5 Dangers of Expository Preaching
1) Doesn’t recognize the mobility of our society – given the transience where people may only be in the church for two years, do you really want them to only hear one book of the Bible that entire tenure?
2) Can be boring because if you spend too long in one particular book of the Bible, the fact is that most books of the Bible have only one or two main themes. Thus staying in one book for a year or more doesn’t expose people to the full range of biblical teaching.
3) Tendency is to only explain the text but not connect to people culturally and emotionally. There is a tendency among expository preachers to say, “As long as I’m telling people the truth, the other aspects of preaching don’t matter.”
4) Restricts your speaking ability to expounding a text, which means you are not developing skill at speaking evangelistically.
5) Every place I’ve seen expository preaching emphasized, it ends up being over-defined.

2. Preach Attractively (Heart, Imagination)

“Warning everyone.” How do I penetrate through barriers to belief in Jesus? This means preaching contextually and going after cultural blindness.
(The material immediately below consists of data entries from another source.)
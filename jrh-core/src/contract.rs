//! Response contracts and the contract registry
//!
//! A JSON-RPC response is self-describing only as far as the envelope goes:
//! nothing on the wire says what Rust type the `result` (or the error `data`)
//! should become. A [`Contract`] carries that knowledge for one call, as a pair
//! of decoding functions, and the codec consults it while it parses each
//! response.
//!
//! Contracts live in a [`ContractRegistry`] keyed by request id for the
//! duration of a call (or by method name for long-lived registrations).
//! [`ContractRegistry::register`] hands back a [`ContractRegistration`] guard
//! which removes the entry when dropped, so a contract is released exactly
//! once whether the call succeeds, fails, or its future is dropped.
//!
//! # Examples
//!
//! ```rust
//! use jrh_core::{Contract, ContractRegistry, Id};
//! use serde_json::json;
//!
//! let registry = ContractRegistry::new();
//! {
//!     let _registration = registry.register(Id::Number(1), Contract::of::<i64>()).unwrap();
//!     let contract = registry.lookup(&Id::Number(1)).unwrap();
//!     let payload = contract.decode_result(json!(41)).unwrap();
//!     assert_eq!(payload.downcast_ref::<i64>(), Some(&41));
//! }
//! assert!(registry.lookup(&Id::Number(1)).is_none());
//! ```

use crate::error::{ClientErrorKind, Error, Result};
use crate::id::Id;
use parking_lot::RwLock;
use serde::de::DeserializeOwned;
use std::any::Any;
use std::collections::HashMap;
use std::fmt;
use std::sync::Arc;

/// A decoded `result` or error `data` value of a statically unknown type
///
/// The concrete type is the one named by the contract that decoded it.
pub struct Payload {
    value: Box<dyn Any + Send + Sync>,
    type_name: &'static str,
}

impl Payload {
    /// Wrap a decoded value
    pub fn new<T: Any + Send + Sync>(value: T) -> Self {
        Self {
            value: Box::new(value),
            type_name: std::any::type_name::<T>(),
        }
    }

    /// Borrow the value as `T`
    pub fn downcast_ref<T: 'static>(&self) -> Option<&T> {
        self.value.downcast_ref::<T>()
    }

    /// Take the value as `T`, handing the payload back on a type mismatch
    pub fn into_inner<T: 'static>(self) -> std::result::Result<T, Payload> {
        let type_name = self.type_name;
        match self.value.downcast::<T>() {
            Ok(value) => Ok(*value),
            Err(value) => Err(Payload { value, type_name }),
        }
    }

    /// Name of the Rust type the value was decoded as
    pub fn type_name(&self) -> &'static str {
        self.type_name
    }
}

impl fmt::Debug for Payload {
    fn fmt(&self, f: &mut fmt::Formatter<'_>) -> fmt::Result {
        f.debug_tuple("Payload").field(&self.type_name).finish()
    }
}

/// Function decoding a JSON value into a [`Payload`]
pub type DecodeFn = fn(serde_json::Value) -> std::result::Result<Payload, serde_json::Error>;

fn decode_as<T>(value: serde_json::Value) -> std::result::Result<Payload, serde_json::Error>
where
    T: DeserializeOwned + Send + Sync + 'static,
{
    serde_json::from_value::<T>(value).map(Payload::new)
}

/// Expected result type and error-data type of one call
#[derive(Debug, Clone, Copy)]
pub struct Contract {
    result: DecodeFn,
    error_data: DecodeFn,
    result_type: &'static str,
    error_data_type: &'static str,
}

impl Contract {
    /// Decode results as `R`; error data is kept as a raw JSON value
    pub fn of<R>() -> Self
    where
        R: DeserializeOwned + Send + Sync + 'static,
    {
        Self::with_error_data::<R, serde_json::Value>()
    }

    /// Decode results as `R` and error data as `E`
    pub fn with_error_data<R, E>() -> Self
    where
        R: DeserializeOwned + Send + Sync + 'static,
        E: DeserializeOwned + Send + Sync + 'static,
    {
        Self {
            result: decode_as::<R>,
            error_data: decode_as::<E>,
            result_type: std::any::type_name::<R>(),
            error_data_type: std::any::type_name::<E>(),
        }
    }

    /// Decode both results and error data as raw JSON values
    pub fn dynamic() -> Self {
        Self::of::<serde_json::Value>()
    }

    /// Decode a `result` member
    pub fn decode_result(
        &self,
        value: serde_json::Value,
    ) -> std::result::Result<Payload, serde_json::Error> {
        (self.result)(value)
    }

    /// Decode an error `data` member
    pub fn decode_error_data(
        &self,
        value: serde_json::Value,
    ) -> std::result::Result<Payload, serde_json::Error> {
        (self.error_data)(value)
    }

    /// Rust type name of the result
    pub fn result_type(&self) -> &'static str {
        self.result_type
    }

    /// Rust type name of the error data
    pub fn error_data_type(&self) -> &'static str {
        self.error_data_type
    }
}

/// Registry key: a request id for in-flight calls, or a method name
#[derive(Debug, Clone, PartialEq, Eq, Hash)]
pub enum ContractKey {
    /// Contract of one in-flight call
    Id(Id),
    /// Contract shared by every call to a method
    Method(String),
}

/// Shared map from keys to contracts
///
/// Cloning is cheap; clones share the same map. The map is synchronized as a
/// whole, so concurrent calls can register and release their own ids
/// independently.
#[derive(Clone, Default)]
pub struct ContractRegistry {
    entries: Arc<RwLock<HashMap<ContractKey, Contract>>>,
}

impl ContractRegistry {
    /// Create an empty registry
    pub fn new() -> Self {
        Self::default()
    }

    /// Insert or replace a contract, returning the previous one
    pub fn add(&self, key: ContractKey, contract: Contract) -> Option<Contract> {
        self.entries.write().insert(key, contract)
    }

    /// Remove a contract
    pub fn remove(&self, key: &ContractKey) -> Option<Contract> {
        self.entries.write().remove(key)
    }

    /// Get the contract stored under a key
    pub fn get(&self, key: &ContractKey) -> Option<Contract> {
        self.entries.read().get(key).copied()
    }

    /// Get the contract of the in-flight call with this id
    pub fn lookup(&self, id: &Id) -> Option<Contract> {
        self.get(&ContractKey::Id(id.clone()))
    }

    /// Get the contract registered for a method name
    pub fn method_contract(&self, method: &str) -> Option<Contract> {
        self.get(&ContractKey::Method(method.to_string()))
    }

    /// Register the contract of an in-flight call
    ///
    /// The entry lives as long as the returned guard. Fails with
    /// [`ClientErrorKind::InvalidIdentifier`] for [`Id::None`] (notifications
    /// have no response to decode) and with [`ClientErrorKind::IdentifierInUse`]
    /// when another call already holds the id.
    pub fn register(&self, id: Id, contract: Contract) -> Result<ContractRegistration> {
        if id.is_none() {
            return Err(Error::client(ClientErrorKind::InvalidIdentifier, None));
        }

        let key = ContractKey::Id(id.clone());
        let mut entries = self.entries.write();
        if entries.contains_key(&key) {
            return Err(Error::client(ClientErrorKind::IdentifierInUse, Some(id)));
        }
        entries.insert(key.clone(), contract);
        drop(entries);

        tracing::trace!(key = ?key, "Contract registered");
        Ok(ContractRegistration {
            registry: self.clone(),
            key,
        })
    }

    /// Number of stored contracts
    pub fn len(&self) -> usize {
        self.entries.read().len()
    }

    /// Whether the registry holds no contracts
    pub fn is_empty(&self) -> bool {
        self.entries.read().is_empty()
    }
}

impl fmt::Debug for ContractRegistry {
    fn fmt(&self, f: &mut fmt::Formatter<'_>) -> fmt::Result {
        f.debug_struct("ContractRegistry")
            .field("len", &self.len())
            .finish()
    }
}

/// Guard releasing a registered contract on drop
#[derive(Debug)]
#[must_use = "the contract is released as soon as the registration is dropped"]
pub struct ContractRegistration {
    registry: ContractRegistry,
    key: ContractKey,
}

impl ContractRegistration {
    /// The key this registration holds
    pub fn key(&self) -> &ContractKey {
        &self.key
    }
}

impl Drop for ContractRegistration {
    fn drop(&mut self) {
        self.registry.remove(&self.key);
        tracing::trace!(key = ?self.key, "Contract released");
    }
}

#[cfg(test)]
mod tests {
    use super::*;
    use serde::Deserialize;
    use serde_json::json;

    #[derive(Debug, Deserialize, PartialEq)]
    struct Sum {
        total: i32,
    }

    #[test]
    fn test_typed_contract_decoding() {
        let contract = Contract::with_error_data::<Sum, String>();

        let payload = contract.decode_result(json!({"total": 3})).unwrap();
        assert_eq!(payload.downcast_ref::<Sum>(), Some(&Sum { total: 3 }));

        let data = contract.decode_error_data(json!("boom")).unwrap();
        assert_eq!(data.into_inner::<String>().unwrap(), "boom");

        assert!(contract.decode_result(json!("not a sum")).is_err());
    }

    #[test]
    fn test_default_error_data_is_raw_json() {
        let contract = Contract::of::<i64>();
        let data = contract.decode_error_data(json!({"any": [1, 2]})).unwrap();
        assert_eq!(
            data.downcast_ref::<serde_json::Value>(),
            Some(&json!({"any": [1, 2]}))
        );
    }

    #[test]
    fn test_payload_type_mismatch_returns_payload() {
        let payload = Payload::new(5i64);
        let payload = payload.into_inner::<String>().unwrap_err();
        assert_eq!(payload.type_name(), "i64");
        assert_eq!(payload.into_inner::<i64>().unwrap(), 5);
    }

    #[test]
    fn test_registration_released_on_drop() {
        let registry = ContractRegistry::new();
        let registration = registry
            .register(Id::Number(1), Contract::of::<i64>())
            .unwrap();
        assert_eq!(registration.key(), &ContractKey::Id(Id::Number(1)));
        assert_eq!(registry.len(), 1);

        drop(registration);
        assert!(registry.is_empty());
    }

    #[test]
    fn test_register_rejects_in_flight_id() {
        let registry = ContractRegistry::new();
        let _first = registry
            .register(Id::from("a"), Contract::dynamic())
            .unwrap();

        let second = registry.register(Id::from("a"), Contract::dynamic());
        let err = second.unwrap_err();
        assert_eq!(err.client_kind(), Some(ClientErrorKind::IdentifierInUse));
        assert_eq!(err.id(), Some(&Id::from("a")));
        assert_eq!(registry.len(), 1);
    }

    #[test]
    fn test_register_rejects_notification_id() {
        let registry = ContractRegistry::new();
        let err = registry.register(Id::None, Contract::dynamic()).unwrap_err();
        assert_eq!(err.client_kind(), Some(ClientErrorKind::InvalidIdentifier));
        assert!(registry.is_empty());
    }

    #[test]
    fn test_method_contracts() {
        let registry = ContractRegistry::new();
        assert!(registry
            .add(ContractKey::Method("sum".into()), Contract::of::<Sum>())
            .is_none());

        let contract = registry.method_contract("sum").unwrap();
        assert!(contract.result_type().ends_with("Sum"));
        assert!(registry.method_contract("other").is_none());

        assert!(registry
            .remove(&ContractKey::Method("sum".into()))
            .is_some());
        assert!(registry.method_contract("sum").is_none());
    }

    #[test]
    fn test_registrations_are_independent() {
        let registry = ContractRegistry::new();
        let one = registry.register(Id::Number(1), Contract::dynamic()).unwrap();
        let two = registry.register(Id::Number(2), Contract::dynamic()).unwrap();

        drop(one);
        assert!(registry.lookup(&Id::Number(1)).is_none());
        assert!(registry.lookup(&Id::Number(2)).is_some());
        drop(two);
        assert!(registry.is_empty());
    }
}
Not just stating propositions but using metaphors that get the imagination going. Preaching practically and interestingly.

3. Preach Powerfully (Spirit, Move People)

“Struggling with all his energy.” Preaching and embodying the sermon personally. The love joy peace wisdom that you exhibit as you are speaking have to be such that you are showing people a gospel-changed soul such that they want it to, and yet this must not be a performance. But genuinely a soul that has been broken and repaired by the truth of the gospel.

Non-deliberate transparency – not just telling self-deprecating stories to appear to others to be transparent. But non-programmed spiritual authenticity. This is the result of your prayer life, experience, spiritual maturity as time goes on.